◆ EXERCISE DETAILS:
Repeat only the stretch of lines below that runs from the line with "pub trait PropertyBag: Default" through the line with "pub struct FieldRef<'a>", unaltered.

Stored items
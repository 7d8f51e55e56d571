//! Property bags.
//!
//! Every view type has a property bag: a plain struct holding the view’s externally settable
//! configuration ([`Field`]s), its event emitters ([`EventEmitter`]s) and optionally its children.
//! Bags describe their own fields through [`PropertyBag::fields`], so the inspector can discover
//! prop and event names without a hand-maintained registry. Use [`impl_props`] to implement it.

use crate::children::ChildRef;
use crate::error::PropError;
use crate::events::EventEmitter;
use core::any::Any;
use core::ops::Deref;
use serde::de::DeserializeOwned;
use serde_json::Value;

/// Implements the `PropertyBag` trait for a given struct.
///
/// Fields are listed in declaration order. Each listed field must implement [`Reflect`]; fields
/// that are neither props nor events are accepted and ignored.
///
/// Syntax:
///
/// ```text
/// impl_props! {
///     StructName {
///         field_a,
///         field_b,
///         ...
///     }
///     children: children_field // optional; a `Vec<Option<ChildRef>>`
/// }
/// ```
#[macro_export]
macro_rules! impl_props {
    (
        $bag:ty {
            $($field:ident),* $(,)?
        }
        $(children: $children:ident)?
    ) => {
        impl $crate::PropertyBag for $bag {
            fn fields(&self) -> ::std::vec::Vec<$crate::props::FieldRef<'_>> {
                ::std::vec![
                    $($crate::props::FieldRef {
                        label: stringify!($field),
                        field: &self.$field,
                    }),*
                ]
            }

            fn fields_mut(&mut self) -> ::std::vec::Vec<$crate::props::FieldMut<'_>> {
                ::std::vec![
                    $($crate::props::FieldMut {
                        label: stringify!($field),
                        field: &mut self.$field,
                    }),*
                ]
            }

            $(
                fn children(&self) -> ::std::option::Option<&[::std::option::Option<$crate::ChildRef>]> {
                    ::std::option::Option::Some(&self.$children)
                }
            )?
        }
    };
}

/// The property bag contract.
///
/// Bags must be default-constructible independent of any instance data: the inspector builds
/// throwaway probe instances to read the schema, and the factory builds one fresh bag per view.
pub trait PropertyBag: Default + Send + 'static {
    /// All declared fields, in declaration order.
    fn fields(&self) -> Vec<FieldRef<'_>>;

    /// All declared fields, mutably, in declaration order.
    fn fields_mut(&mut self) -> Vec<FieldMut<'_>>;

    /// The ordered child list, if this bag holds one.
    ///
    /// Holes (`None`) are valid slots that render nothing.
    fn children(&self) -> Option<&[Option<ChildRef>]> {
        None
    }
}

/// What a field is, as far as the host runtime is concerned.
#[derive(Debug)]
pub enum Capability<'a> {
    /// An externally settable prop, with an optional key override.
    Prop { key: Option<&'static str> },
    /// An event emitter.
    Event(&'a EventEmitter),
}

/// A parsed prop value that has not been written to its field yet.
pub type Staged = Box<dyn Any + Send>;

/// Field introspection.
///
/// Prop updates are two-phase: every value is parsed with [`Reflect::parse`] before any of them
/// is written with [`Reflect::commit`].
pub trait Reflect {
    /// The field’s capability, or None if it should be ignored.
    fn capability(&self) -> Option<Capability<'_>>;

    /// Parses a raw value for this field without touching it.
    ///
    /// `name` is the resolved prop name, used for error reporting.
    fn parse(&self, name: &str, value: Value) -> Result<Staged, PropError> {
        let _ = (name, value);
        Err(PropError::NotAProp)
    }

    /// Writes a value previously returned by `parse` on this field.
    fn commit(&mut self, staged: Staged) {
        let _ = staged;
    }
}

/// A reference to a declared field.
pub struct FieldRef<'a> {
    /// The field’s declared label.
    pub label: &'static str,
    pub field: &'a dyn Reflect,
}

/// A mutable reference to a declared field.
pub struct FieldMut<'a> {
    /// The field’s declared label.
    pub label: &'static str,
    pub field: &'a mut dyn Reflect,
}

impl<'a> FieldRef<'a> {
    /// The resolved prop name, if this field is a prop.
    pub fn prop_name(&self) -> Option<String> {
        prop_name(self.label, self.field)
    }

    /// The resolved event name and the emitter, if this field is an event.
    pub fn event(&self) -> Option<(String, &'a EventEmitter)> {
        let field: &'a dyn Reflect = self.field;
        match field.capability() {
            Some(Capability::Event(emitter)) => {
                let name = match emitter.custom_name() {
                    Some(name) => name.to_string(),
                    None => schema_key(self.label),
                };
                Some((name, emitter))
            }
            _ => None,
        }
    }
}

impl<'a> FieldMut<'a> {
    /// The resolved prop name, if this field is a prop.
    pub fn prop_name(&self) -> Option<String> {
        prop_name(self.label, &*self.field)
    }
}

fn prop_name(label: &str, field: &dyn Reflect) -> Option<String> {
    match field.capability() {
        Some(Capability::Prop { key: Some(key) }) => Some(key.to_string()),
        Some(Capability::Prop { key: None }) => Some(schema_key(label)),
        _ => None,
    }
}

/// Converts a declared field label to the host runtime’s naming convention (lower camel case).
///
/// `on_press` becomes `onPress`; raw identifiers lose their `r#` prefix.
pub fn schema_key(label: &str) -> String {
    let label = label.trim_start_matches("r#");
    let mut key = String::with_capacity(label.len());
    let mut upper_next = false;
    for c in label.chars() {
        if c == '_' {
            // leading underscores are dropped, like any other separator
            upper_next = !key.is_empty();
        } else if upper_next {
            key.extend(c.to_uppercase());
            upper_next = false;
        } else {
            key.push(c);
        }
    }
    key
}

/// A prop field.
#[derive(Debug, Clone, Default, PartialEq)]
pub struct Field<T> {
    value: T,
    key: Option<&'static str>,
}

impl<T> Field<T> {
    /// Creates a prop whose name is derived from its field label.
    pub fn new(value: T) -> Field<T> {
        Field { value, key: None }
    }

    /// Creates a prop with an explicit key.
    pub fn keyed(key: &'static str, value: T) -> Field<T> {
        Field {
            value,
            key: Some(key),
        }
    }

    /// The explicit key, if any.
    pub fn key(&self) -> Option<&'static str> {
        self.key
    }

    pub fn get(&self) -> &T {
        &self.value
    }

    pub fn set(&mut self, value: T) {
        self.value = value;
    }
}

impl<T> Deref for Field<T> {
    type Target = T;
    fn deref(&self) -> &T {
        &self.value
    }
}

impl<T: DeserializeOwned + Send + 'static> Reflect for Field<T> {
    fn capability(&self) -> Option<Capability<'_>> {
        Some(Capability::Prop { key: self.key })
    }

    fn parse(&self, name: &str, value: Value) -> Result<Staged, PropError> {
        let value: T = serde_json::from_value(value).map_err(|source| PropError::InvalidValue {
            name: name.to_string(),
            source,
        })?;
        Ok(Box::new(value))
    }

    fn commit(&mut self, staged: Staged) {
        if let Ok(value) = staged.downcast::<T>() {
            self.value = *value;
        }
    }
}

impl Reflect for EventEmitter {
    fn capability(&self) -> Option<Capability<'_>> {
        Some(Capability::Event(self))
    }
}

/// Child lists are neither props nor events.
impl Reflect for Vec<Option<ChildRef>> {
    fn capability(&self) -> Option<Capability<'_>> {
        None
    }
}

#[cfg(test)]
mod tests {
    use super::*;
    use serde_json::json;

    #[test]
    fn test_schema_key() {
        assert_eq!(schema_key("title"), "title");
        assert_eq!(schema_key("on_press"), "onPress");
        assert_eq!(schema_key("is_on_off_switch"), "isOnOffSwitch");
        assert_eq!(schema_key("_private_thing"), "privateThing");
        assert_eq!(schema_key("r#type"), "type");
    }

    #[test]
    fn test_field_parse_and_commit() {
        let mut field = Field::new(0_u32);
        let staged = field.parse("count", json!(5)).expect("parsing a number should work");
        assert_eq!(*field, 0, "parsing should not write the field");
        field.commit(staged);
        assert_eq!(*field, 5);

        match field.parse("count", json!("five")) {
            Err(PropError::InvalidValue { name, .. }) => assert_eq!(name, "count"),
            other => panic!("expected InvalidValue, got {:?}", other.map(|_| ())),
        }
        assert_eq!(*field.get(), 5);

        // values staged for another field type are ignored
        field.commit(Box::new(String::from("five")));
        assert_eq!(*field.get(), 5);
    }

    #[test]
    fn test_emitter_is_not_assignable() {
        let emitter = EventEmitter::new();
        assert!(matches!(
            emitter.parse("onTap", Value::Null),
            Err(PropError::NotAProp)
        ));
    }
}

◆ THE COMPLETED TASK:
pub trait PropertyBag: Default + Send + 'static {
    /// All declared fields, in declaration order.
    fn fields(&self) -> Vec<FieldRef<'_>>;

    /// All declared fields, mutably, in declaration order.
    fn fields_mut(&mut self) -> Vec<FieldMut<'_>>;

    /// The ordered child list, if this bag holds one.
    ///
    /// Holes (`None`) are valid slots that render nothing.
    fn children(&self) -> Option<&[Option<ChildRef>]> {
        None
    }
}

/// What a field is, as far as the host runtime is concerned.
#[derive(Debug)]
pub enum Capability<'a> {
    /// An externally settable prop, with an optional key override.
    Prop { key: Option<&'static str> },
    /// An event emitter.
    Event(&'a EventEmitter),
}

/// A parsed prop value that has not been written to its field yet.
pub type Staged = Box<dyn Any + Send>;

/// Field introspection.
///
/// Prop updates are two-phase: every value is parsed with [`Reflect::parse`] before any of them
/// is written with [`Reflect::commit`].
pub trait Reflect {
    /// The field’s capability, or None if it should be ignored.
    fn capability(&self) -> Option<Capability<'_>>;

    /// Parses a raw value for this field without touching it.
    ///
    /// `name` is the resolved prop name, used for error reporting.
    fn parse(&self, name: &str, value: Value) -> Result<Staged, PropError> {
        let _ = (name, value);
        Err(PropError::NotAProp)
    }

    /// Writes a value previously returned by `parse` on this field.
    fn commit(&mut self, staged: Staged) {
        let _ = staged;
    }
}

/// A reference to a declared field.
pub struct FieldRef<'a> {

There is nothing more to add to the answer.